Premier Izraela Benjamin Netanjahu przeszedł minionej nocy pomyślnie zabieg wszczepienia rozrusznika serca - poinformowali lekarze i kancelaria szefa rządu. Oczekuje się, że jeszcze dziś opuści on klinikę i powróci do normalnych zajęć.
Około godz. 4:00 czasu lokalnego lekarze z Centrum Medycznego Sheba w Ramat Gan poinformowali, że zabieg zakończył się pomyślnie i bez komplikacji, dodając, że premier jest w dobrym stanie i że "pozostanie na obserwacji na oddziale kardiologii".
Biuro premiera również oznajmiło, że operacja zakończyła się sukcesem, a premier czuje się dobrze i oczekuje się, że jeszcze dziś zostanie wypisany z kliniki. Jednocześnie poinformowano, że cotygodniowe posiedzenie rządu pierwotnie zaplanowane na dziś zostało przełożone do odwołania.
W czasie operacji obowiązki premiera pełnił minister sprawiedliwości Jariw Lewin.

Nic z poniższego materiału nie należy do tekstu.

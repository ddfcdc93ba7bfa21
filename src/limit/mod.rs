//! Rate limiting engine and state management.

mod block;
mod key;
mod limiter;
mod policy;
mod reaper;
mod registry;
mod stats;
mod window;

pub use block::BlockRegistry;
pub use key::{resolve_client_key, FORWARDED_FOR};
pub use limiter::{Allowance, Decision, Denial, RateLimiter};
pub use policy::{LimiterPolicy, SkipPredicate, SkipRule};
pub use reaper::{Reaper, DEFAULT_SWEEP_INTERVAL};
pub use registry::Limiters;
pub use stats::{LimiterStats, TopRequester, TOP_REQUESTERS};
pub use window::{WindowSample, WindowStore};
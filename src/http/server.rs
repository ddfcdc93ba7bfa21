//! HTTP server assembly.

use std::net::SocketAddr;
use std::sync::Arc;

use axum::middleware::from_fn_with_state;
use axum::routing::{get, post};
use axum::Router;
use tracing::{error, info};

use crate::error::{FloodgateError, Result};
use crate::http::{admin, middleware, routes};
use crate::limit::Limiters;

/// HTTP server carrying the limited routes and the admin surface.
pub struct HttpServer {
    /// Address to bind to
    addr: SocketAddr,
    /// The named limiter instances
    limiters: Arc<Limiters>,
}

impl HttpServer {
    pub fn new(addr: SocketAddr, limiters: Arc<Limiters>) -> Self {
        Self { addr, limiters }
    }

    /// Assemble the router.
    ///
    /// The demo routes sit behind their named policies; the admin and
    /// health endpoints are left unlimited.
    pub fn router(&self) -> Router {
        let mut app = Router::new().route("/", get(routes::index));
        if let Some(moderate) = self.limiters.get("moderate") {
            app = app.layer(from_fn_with_state(moderate, middleware::rate_limit));
        }

        let mut login = Router::new().route("/login", post(routes::login));
        if let Some(limiter) = self.limiters.get("login") {
            login = login.layer(from_fn_with_state(limiter, middleware::rate_limit));
        }

        let admin = Router::new()
            .route("/admin/limits", get(admin::limits))
            .with_state(self.limiters.clone());

        app.merge(login)
            .merge(admin)
            .route("/healthz", get(admin::healthz))
    }

    /// Start the HTTP server with graceful shutdown.
    ///
    /// The server drains and returns once the provided signal resolves.
    pub async fn serve_with_shutdown<F>(self, signal: F) -> Result<()>
    where
        F: std::future::Future<Output = ()> + Send + 'static,
    {
        let router = self.router();

        info!(addr = %self.addr, "Starting HTTP server");

        let listener = tokio::net::TcpListener::bind(self.addr).await?;
        axum::serve(
            listener,
            router.into_make_service_with_connect_info::<SocketAddr>(),
        )
        .with_graceful_shutdown(signal)
        .await
        .map_err(|e| {
            error!(error = %e, "HTTP server failed");
            FloodgateError::Io(e)
        })
    }
}
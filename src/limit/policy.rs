//! Limiter policy configuration.

use std::fmt;
use std::sync::Arc;

use axum::extract::Request;
use axum::http::Method;
use chrono::Duration;
use serde::{Deserialize, Serialize};

/// Default window size: 15 minutes.
const DEFAULT_WINDOW_SECS: u64 = 900;
/// Default request ceiling per window.
const DEFAULT_MAX_REQUESTS: u32 = 100;
/// Default block duration: 1 hour.
const DEFAULT_BLOCK_SECS: u64 = 3600;

/// Immutable configuration for one limiter instance.
///
/// Several named policies coexist in a process, each backed by its own
/// independent window and block state. Misconfiguration (for example a
/// zero `max_requests`) is the operator's responsibility; no runtime
/// guard is applied.
#[derive(Debug, Clone, PartialEq, Eq, Serialize, Deserialize)]
pub struct LimiterPolicy {
    /// Window duration in seconds.
    #[serde(default = "default_window_secs")]
    pub window_secs: u64,

    /// Maximum requests tolerated within one window.
    #[serde(default = "default_max_requests")]
    pub max_requests: u32,

    /// How long an over-limit key stays blocked, in seconds.
    #[serde(default = "default_block_secs")]
    pub block_secs: u64,

    /// Which requests bypass the limiter without consuming quota.
    #[serde(default)]
    pub skip: SkipRule,

    /// When set, responses with a status below 400 are retroactively
    /// un-counted, so only failed requests consume quota.
    #[serde(default)]
    pub count_success_only: bool,

    /// Human-readable message prefixed to deny responses.
    #[serde(default = "default_message")]
    pub message: String,
}

fn default_window_secs() -> u64 {
    DEFAULT_WINDOW_SECS
}

fn default_max_requests() -> u32 {
    DEFAULT_MAX_REQUESTS
}

fn default_block_secs() -> u64 {
    DEFAULT_BLOCK_SECS
}

fn default_message() -> String {
    "Too many requests from this address.".to_string()
}

impl Default for LimiterPolicy {
    fn default() -> Self {
        Self {
            window_secs: default_window_secs(),
            max_requests: default_max_requests(),
            block_secs: default_block_secs(),
            skip: SkipRule::default(),
            count_success_only: false,
            message: default_message(),
        }
    }
}

impl LimiterPolicy {
    /// Moderate limits suitable as a process-wide default.
    pub fn moderate() -> Self {
        Self::default()
    }

    /// Tight limits for destructive or administrative operations.
    pub fn strict() -> Self {
        Self {
            max_requests: 20,
            block_secs: 7200,
            message: "Too many requests to a restricted operation.".to_string(),
            ..Self::default()
        }
    }

    /// Login limits: only failed attempts consume quota.
    pub fn login() -> Self {
        Self {
            max_requests: 10,
            count_success_only: true,
            message: "Too many failed login attempts.".to_string(),
            ..Self::default()
        }
    }

    /// The window duration.
    pub fn window(&self) -> Duration {
        Duration::seconds(self.window_secs as i64)
    }

    /// The block duration.
    pub fn block_duration(&self) -> Duration {
        Duration::seconds(self.block_secs as i64)
    }

    /// The block duration in whole minutes, rounded up.
    pub fn block_minutes(&self) -> i64 {
        (self.block_secs as i64 + 59) / 60
    }
}

/// Programmatic skip predicate over the whole request.
pub type SkipPredicate = Arc<dyn Fn(&Request) -> bool + Send + Sync>;

/// Which requests bypass a limiter entirely.
#[derive(Clone, Default, Serialize, Deserialize)]
#[serde(rename_all = "snake_case")]
pub enum SkipRule {
    /// Exempt CORS pre-flight requests (the `OPTIONS` method).
    #[default]
    Preflight,
    /// Never skip; every request is counted.
    None,
    /// Exempt an explicit list of HTTP methods.
    Methods(Vec<String>),
    /// Arbitrary predicate over the request, for library users; not
    /// expressible in configuration files.
    #[serde(skip)]
    Custom(SkipPredicate),
}

impl SkipRule {
    /// Wrap a closure deciding per request whether to bypass the limiter.
    pub fn custom<F>(predicate: F) -> Self
    where
        F: Fn(&Request) -> bool + Send + Sync + 'static,
    {
        SkipRule::Custom(Arc::new(predicate))
    }

    /// Whether this request bypasses the limiter.
    pub fn matches(&self, request: &Request) -> bool {
        match self {
            SkipRule::Preflight => request.method() == Method::OPTIONS,
            SkipRule::None => false,
            SkipRule::Methods(methods) => methods
                .iter()
                .any(|m| m.eq_ignore_ascii_case(request.method().as_str())),
            SkipRule::Custom(predicate) => predicate(request),
        }
    }
}

impl fmt::Debug for SkipRule {
    fn fmt(&self, f: &mut fmt::Formatter<'_>) -> fmt::Result {
        match self {
            SkipRule::Preflight => f.write_str("Preflight"),
            SkipRule::None => f.write_str("None"),
            SkipRule::Methods(methods) => f.debug_tuple("Methods").field(methods).finish(),
            SkipRule::Custom(_) => f.write_str("Custom(..)"),
        }
    }
}

impl PartialEq for SkipRule {
    fn eq(&self, other: &Self) -> bool {
        match (self, other) {
            (SkipRule::Preflight, SkipRule::Preflight) | (SkipRule::None, SkipRule::None) => true,
            (SkipRule::Methods(a), SkipRule::Methods(b)) => a == b,
            // Closures compare by identity.
            (SkipRule::Custom(a), SkipRule::Custom(b)) => Arc::ptr_eq(a, b),
            _ => false,
        }
    }
}

impl Eq for SkipRule {}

Rozrusznik to urządzenie, które stymuluje serce w celu kontrolowania lub przyspieszenia jego rytmu, jeśli jest on zbyt wolny lub nieregularny. Wszczepienie urządzenia trwa zwykle kilka godzin, a pacjenci są zazwyczaj wypisywani ze szpitala tego samego lub następnego dnia.
W ubiegłą sobotę 73-letni Benjamin Netanjahu trafił do szpitala, gdy skarżył się na zawroty głowy po wycieczce nad Jezioro Galilejskie, a następnie zasłabł w swoim domu w Cezarei na północy kraju. Premier przyznał wówczas, że spędził kilka godzin na słońcu "bez kapelusza, bez wody".
W niedzielę 16 lipca szpital potwierdził u niego objawy odwodnienia i poinformował, że jego serce jest w "doskonałym stanie". Jednocześnie przekazano, że w ramach rutynowej procedury wszczepiono mu urządzenie monitorujące pracę serca.
Pół miliona Izraelczyków wyszło w sobotę wieczorem na ulice całego kraju, by w oczekiwaniu na rozstrzygające głosowanie w parlamencie zaprotestować przeciwko kontrowersyjnej reformie sądownictwa. Kumulacją sobotnich protestów było przybycie do Jerozolimy dziesiątek tysięcy demonstrantów, którzy tłumnie zgromadzili się w pobliżu Knesetu.